Rather than an imposed law, the Act is intended to provide businesses with a voluntary, legal incentive to achieve a ‘higher level of security’ through implementation of a written CyberSecurity program and strong CyberSecurity controls in place to protect data. It is applicable to Tort claims only, i.e. negligence and invasion of privacy claims.
To be eligible for this new defense, the business must have a CyberSecurity program in place that is formulated to:
- Protect the confidentiality and security of personal information,
- Protect against unauthorized access to and acquisition of personal information that is likely to result in a material risk of fraud or identity theft, and“Reasonably conform” to one of the listed frameworks for information security, cybersecurity, or security assessment:
- CIS Critical Security Controls, ISO, IEC, or
- NIST, or
- If credit card payment is accepted at the business, the cybersecurity program must also act in accordance with the Payment Card Industry’s data Security Standards (PCI-DSS) to qualify for the affirmative defense,
- Similarly, businesses subject to state or federally mandated security requirements may also qualify. Examples include: Health Insurance Portability and Accountability Act (HIPAA) and the Health Information Technology for Economic and Clinical Health Act (HITECH) amendments to HIPAA, Title V of the Gramm-Leach-Bliley Act (GLBA), and the Federal Information Security Modernization Act (FISMA).
While most large businesses already have many if not all of these items in place, this new law can be particularly beneficial to the small businesses. However, the challenge is businesses do not automatically qualify for this new safe harbor, and it may be difficult to establish. Under the Ohio Data Protection Act, the business still has the burden of establishing that its CyberSecurity program complied with the law’s requirements.
Another challenge is there is no universal approach. The necessary scale and scope of the CyberSecurity program required to activate the safe harbor is determined by various factors such as the size, complexity and nature of the business and its activities; the cost and availability of tools for security improvement, the sensitivity level of the personal information it possesses, and vulnerability reduction; and the resources the business has at its disposal to spend on CyberSecurity.
In addition, many of the aforementioned frameworks do not have a standardized process of certification, so proving that their cyber security protection conforms to the applicable framework may also be challenging.

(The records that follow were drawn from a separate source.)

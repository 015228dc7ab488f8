//! Append-only message log shown in the event panel.

use std::fmt;

use serde::{Serialize, Serializer};
use serde_json::Value;

/// Kind label of a log entry.
#[derive(Debug, Clone, PartialEq, Eq)]
pub enum EntryKind {
    /// New data notification.
    New,
    /// Update notification.
    Update,
    /// Client diagnostic line.
    Log,
    /// Error frame or undecodable payload.
    Error,
    /// Message received on a subscribed channel.
    Channel(String),
}

/// Display colour class of an entry.
#[derive(Debug, Clone, Copy, PartialEq, Eq)]
pub enum Tone {
    /// Errors (red).
    Error,
    /// Diagnostics (grey).
    Log,
    /// Everything else.
    Normal,
}

impl EntryKind {
    /// Colour class for the kind.
    #[must_use]
    pub fn tone(&self) -> Tone {
        match self {
            Self::Error => Tone::Error,
            Self::Log => Tone::Log,
            Self::New | Self::Update | Self::Channel(_) => Tone::Normal,
        }
    }
}

impl fmt::Display for EntryKind {
    fn fmt(&self, f: &mut fmt::Formatter<'_>) -> fmt::Result {
        match self {
            Self::New => f.write_str("NEW"),
            Self::Update => f.write_str("UPDATE"),
            Self::Log => f.write_str("LOG"),
            Self::Error => f.write_str("ERROR"),
            Self::Channel(name) => write!(f, "channel:{name}"),
        }
    }
}

impl Serialize for EntryKind {
    fn serialize<S: Serializer>(&self, serializer: S) -> Result<S::Ok, S::Error> {
        serializer.collect_str(self)
    }
}

/// One immutable log entry.
#[derive(Debug, Clone, PartialEq, Serialize)]
pub struct MessageEntry {
    kind: EntryKind,
    payload: Value,
}

impl MessageEntry {
    /// Create an entry.
    #[must_use]
    pub fn new(kind: EntryKind, payload: Value) -> Self {
        Self { kind, payload }
    }

    /// Diagnostic text entry.
    #[must_use]
    pub fn log(line: impl Into<String>) -> Self {
        Self::new(EntryKind::Log, Value::String(line.into()))
    }

    /// Entry kind.
    #[must_use]
    pub fn kind(&self) -> &EntryKind {
        &self.kind
    }

    /// Entry payload.
    #[must_use]
    pub fn payload(&self) -> &Value {
        &self.payload
    }

    /// Payload as display text: strings verbatim, other values pretty JSON.
    #[must_use]
    pub fn payload_text(&self) -> String {
        match &self.payload {
            Value::String(s) => s.clone(),
            other => serde_json::to_string_pretty(other).unwrap_or_else(|_| other.to_string()),
        }
    }
}

/// Entries in arrival order.
#[derive(Debug, Clone, Default)]
pub struct MessageLog {
    entries: Vec<MessageEntry>,
}

impl MessageLog {
    /// Empty log.
    #[must_use]
    pub fn new() -> Self {
        Self::default()
    }

    /// Append an entry.
    pub fn push(&mut self, entry: MessageEntry) {
        self.entries.push(entry);
    }

    /// Remove every entry.
    pub fn clear(&mut self) {
        self.entries.clear();
    }

    /// All entries, oldest first.
    #[must_use]
    pub fn entries(&self) -> &[MessageEntry] {
        &self.entries
    }

    /// Entries from index `start` on (empty when out of range).
    #[must_use]
    pub fn since(&self, start: usize) -> &[MessageEntry] {
        self.entries.get(start..).unwrap_or_default()
    }

    /// Most recent entry.
    #[must_use]
    pub fn last(&self) -> Option<&MessageEntry> {
        self.entries.last()
    }

    /// Number of entries.
    #[must_use]
    pub fn len(&self) -> usize {
        self.entries.len()
    }

    /// Whether the log is empty.
    #[must_use]
    pub fn is_empty(&self) -> bool {
        self.entries.is_empty()
    }
}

However, given the increasing and sometimes devastating risk in cost, downtime and reputation that a data breach presents for businesses, the Ohio Data Protection Act is a step in the right direction — by rewarding those that adopt and maintain a more robust cybersecurity program with a significant safe harbor incentive that can provide some legal protection against data breach. While from a litigation standpoint, the effects of this law are minimal, it may cause other states to recognize the importance of this issue and take legal steps towards positive change as well.
From a business perspective, the Ohio Data Protection Act helps businesses create a financial justification towards being cyber prepared. In the past many organizations looked at Cybersecurity plans and the services that came with it (penetration tests, vulnerability scans, training, etc.) as being an expense, albeit an expense of doing business. As an expense with no tangible benefit Cybersecurity plans were often pushed down to the bottom of an organization’s to-do list. Now there is a real benefit for that expense, a get-out-of-jail free card when properly implemented and faced with certain types of lawsuits post breach. It could also be surmised that with this additional benefit of being cyber ready, an organization may be considered even more negligent if not properly prepared.